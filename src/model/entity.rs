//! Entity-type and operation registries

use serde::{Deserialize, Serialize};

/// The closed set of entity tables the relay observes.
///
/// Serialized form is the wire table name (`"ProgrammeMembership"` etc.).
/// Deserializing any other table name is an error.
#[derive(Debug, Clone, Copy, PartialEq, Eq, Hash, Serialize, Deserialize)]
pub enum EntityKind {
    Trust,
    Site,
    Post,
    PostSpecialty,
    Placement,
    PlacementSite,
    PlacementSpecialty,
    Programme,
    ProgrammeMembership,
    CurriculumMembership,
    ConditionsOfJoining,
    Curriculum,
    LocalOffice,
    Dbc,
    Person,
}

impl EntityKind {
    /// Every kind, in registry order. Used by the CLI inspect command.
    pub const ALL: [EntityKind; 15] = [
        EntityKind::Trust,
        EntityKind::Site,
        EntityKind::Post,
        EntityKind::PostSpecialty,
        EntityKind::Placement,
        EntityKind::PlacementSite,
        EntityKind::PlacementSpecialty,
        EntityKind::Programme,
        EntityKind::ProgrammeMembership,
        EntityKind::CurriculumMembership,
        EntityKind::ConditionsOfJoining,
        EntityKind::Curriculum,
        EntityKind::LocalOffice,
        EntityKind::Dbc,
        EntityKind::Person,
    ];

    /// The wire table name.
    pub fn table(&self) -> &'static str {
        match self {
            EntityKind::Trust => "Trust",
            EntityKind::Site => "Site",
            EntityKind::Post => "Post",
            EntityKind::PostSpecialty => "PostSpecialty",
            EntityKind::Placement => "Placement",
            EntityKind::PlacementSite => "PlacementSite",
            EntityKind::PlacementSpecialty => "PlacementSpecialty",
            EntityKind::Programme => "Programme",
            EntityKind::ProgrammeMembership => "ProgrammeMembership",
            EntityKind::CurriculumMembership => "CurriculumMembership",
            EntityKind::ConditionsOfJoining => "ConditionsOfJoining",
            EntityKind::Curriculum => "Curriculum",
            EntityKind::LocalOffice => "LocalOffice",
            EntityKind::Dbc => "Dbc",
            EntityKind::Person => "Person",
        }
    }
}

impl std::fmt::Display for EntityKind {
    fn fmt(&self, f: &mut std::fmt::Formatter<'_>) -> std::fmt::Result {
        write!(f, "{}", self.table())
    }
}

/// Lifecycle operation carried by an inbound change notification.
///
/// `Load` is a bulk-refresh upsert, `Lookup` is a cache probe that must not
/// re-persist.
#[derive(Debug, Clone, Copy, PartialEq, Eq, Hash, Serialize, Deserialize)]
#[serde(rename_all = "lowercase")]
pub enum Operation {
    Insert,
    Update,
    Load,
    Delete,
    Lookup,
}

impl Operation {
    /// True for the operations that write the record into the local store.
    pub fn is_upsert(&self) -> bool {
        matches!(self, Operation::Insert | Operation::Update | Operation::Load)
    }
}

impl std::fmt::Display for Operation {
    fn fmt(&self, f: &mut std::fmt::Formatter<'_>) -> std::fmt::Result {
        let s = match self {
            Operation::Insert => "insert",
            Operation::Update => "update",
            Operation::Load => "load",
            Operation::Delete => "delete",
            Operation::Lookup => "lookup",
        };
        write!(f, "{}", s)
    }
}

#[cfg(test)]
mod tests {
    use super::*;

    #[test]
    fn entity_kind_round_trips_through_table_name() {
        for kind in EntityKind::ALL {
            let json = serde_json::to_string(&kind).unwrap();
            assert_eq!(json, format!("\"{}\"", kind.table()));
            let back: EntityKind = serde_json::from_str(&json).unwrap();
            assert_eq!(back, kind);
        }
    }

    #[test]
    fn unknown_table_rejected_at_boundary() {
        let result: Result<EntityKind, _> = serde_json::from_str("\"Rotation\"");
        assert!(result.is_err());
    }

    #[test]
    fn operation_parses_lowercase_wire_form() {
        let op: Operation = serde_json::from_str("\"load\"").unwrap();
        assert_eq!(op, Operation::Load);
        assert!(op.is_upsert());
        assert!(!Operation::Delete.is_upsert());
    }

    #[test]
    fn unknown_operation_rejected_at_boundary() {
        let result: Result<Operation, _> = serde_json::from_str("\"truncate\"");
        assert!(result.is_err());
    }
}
◆ ◆ ◆ ◆ ◆ ◆ ◆
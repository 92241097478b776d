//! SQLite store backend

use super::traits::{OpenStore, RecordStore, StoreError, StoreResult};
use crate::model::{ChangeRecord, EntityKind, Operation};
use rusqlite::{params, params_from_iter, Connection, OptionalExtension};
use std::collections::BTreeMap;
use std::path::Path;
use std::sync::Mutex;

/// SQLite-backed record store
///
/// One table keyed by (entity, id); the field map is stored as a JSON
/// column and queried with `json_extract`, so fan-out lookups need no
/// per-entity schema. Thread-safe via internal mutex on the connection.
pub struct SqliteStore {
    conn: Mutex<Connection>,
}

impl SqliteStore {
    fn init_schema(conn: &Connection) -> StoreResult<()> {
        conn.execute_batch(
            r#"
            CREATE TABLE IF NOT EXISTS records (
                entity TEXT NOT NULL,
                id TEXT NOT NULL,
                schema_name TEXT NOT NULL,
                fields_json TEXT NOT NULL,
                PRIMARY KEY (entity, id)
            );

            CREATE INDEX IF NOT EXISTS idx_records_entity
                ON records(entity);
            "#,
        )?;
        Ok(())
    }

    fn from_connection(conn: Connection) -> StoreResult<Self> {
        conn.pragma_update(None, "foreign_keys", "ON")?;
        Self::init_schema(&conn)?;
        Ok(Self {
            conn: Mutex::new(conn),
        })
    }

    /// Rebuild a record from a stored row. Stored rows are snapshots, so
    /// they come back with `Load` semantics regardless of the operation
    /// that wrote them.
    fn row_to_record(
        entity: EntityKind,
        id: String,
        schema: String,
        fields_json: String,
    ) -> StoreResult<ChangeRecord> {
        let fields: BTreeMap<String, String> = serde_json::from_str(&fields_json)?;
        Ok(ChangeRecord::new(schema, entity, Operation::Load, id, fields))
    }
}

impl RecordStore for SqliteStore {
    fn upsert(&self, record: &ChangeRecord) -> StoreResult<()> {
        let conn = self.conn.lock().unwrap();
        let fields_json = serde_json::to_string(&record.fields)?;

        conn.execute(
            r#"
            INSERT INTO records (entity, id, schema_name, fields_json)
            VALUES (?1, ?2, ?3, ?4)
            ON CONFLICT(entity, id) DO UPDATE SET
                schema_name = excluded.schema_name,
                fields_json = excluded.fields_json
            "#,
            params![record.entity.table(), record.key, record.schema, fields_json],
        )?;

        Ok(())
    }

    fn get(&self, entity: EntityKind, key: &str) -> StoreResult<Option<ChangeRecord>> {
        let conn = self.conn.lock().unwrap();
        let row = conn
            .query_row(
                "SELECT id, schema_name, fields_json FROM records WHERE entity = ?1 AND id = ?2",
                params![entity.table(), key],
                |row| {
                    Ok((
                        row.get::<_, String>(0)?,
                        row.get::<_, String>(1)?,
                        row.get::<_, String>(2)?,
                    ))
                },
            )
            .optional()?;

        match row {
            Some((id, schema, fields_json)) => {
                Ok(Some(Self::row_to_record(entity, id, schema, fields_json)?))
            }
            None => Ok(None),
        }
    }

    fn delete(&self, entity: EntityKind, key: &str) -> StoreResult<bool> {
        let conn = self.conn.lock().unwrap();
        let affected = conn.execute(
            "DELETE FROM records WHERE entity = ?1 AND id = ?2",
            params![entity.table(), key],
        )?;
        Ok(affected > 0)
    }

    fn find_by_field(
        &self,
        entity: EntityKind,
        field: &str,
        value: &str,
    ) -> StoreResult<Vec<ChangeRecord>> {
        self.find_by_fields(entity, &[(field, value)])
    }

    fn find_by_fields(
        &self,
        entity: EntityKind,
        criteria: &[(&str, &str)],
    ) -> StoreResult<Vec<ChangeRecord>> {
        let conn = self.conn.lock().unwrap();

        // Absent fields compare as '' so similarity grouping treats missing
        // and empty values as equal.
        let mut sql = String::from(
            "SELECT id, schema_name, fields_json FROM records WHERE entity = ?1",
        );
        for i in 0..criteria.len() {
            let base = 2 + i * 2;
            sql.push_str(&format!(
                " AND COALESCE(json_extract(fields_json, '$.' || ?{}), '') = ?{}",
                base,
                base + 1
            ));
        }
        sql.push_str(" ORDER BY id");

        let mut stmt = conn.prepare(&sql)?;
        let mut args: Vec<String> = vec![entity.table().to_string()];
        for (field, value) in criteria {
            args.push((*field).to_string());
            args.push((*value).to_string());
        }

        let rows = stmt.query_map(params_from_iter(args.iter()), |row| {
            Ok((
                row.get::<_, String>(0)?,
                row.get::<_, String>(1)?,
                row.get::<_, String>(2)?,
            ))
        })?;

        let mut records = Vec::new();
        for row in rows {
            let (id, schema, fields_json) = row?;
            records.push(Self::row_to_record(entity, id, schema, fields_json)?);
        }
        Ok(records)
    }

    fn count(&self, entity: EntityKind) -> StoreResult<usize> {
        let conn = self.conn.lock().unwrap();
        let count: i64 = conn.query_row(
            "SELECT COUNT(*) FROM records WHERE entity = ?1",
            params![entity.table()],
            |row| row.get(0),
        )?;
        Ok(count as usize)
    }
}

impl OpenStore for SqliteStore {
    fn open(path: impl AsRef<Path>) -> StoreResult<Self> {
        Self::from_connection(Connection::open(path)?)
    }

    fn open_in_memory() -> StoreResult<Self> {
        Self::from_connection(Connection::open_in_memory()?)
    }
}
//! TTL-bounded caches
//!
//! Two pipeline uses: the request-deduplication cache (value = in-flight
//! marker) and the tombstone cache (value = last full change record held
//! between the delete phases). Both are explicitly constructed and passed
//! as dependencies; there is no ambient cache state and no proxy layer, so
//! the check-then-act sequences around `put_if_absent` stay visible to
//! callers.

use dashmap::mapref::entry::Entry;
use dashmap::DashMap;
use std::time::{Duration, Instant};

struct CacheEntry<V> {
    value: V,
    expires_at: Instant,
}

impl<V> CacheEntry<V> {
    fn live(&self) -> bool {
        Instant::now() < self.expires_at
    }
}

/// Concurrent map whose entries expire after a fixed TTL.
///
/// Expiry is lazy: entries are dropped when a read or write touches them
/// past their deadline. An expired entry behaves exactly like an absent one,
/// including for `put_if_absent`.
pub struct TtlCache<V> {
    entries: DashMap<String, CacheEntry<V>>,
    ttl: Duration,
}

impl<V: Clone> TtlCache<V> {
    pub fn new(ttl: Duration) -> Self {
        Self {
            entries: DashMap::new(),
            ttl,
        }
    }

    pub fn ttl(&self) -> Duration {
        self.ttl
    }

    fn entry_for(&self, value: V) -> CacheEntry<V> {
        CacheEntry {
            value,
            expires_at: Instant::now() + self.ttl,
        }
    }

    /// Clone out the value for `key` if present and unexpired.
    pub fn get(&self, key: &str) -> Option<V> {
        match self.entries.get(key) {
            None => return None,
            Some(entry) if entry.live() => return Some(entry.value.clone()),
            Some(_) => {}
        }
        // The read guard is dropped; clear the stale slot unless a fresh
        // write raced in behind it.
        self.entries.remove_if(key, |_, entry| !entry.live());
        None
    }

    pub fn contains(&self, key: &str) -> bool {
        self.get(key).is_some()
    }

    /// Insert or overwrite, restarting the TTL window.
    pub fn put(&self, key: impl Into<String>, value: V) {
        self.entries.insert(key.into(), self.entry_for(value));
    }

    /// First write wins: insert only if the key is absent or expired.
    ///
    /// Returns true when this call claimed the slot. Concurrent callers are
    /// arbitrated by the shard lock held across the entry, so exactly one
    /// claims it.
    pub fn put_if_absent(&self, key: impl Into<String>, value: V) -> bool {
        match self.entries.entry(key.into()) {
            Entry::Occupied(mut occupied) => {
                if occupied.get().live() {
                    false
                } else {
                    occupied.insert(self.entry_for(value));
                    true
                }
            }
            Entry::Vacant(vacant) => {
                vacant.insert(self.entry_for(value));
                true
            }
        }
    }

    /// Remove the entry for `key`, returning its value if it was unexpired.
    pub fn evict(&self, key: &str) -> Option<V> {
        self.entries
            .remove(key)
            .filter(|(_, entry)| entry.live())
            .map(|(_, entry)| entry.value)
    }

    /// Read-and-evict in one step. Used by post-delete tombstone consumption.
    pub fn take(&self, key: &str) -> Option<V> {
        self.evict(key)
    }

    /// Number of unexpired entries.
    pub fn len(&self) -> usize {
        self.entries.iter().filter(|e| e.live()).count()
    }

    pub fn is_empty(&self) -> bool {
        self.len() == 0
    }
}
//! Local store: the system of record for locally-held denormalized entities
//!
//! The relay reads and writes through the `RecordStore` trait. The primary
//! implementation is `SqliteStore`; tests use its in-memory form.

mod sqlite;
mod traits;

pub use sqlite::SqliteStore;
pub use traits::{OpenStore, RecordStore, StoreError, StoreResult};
◆ ◆ ◆ ◆ ◆ ◆ ◆
_Directions:_
Where does the string "EXISTS" appear in the records above? Show every line that holds it.

_Final answer:_
            CREATE TABLE IF NOT EXISTS records (
            CREATE INDEX IF NOT EXISTS idx_records_entity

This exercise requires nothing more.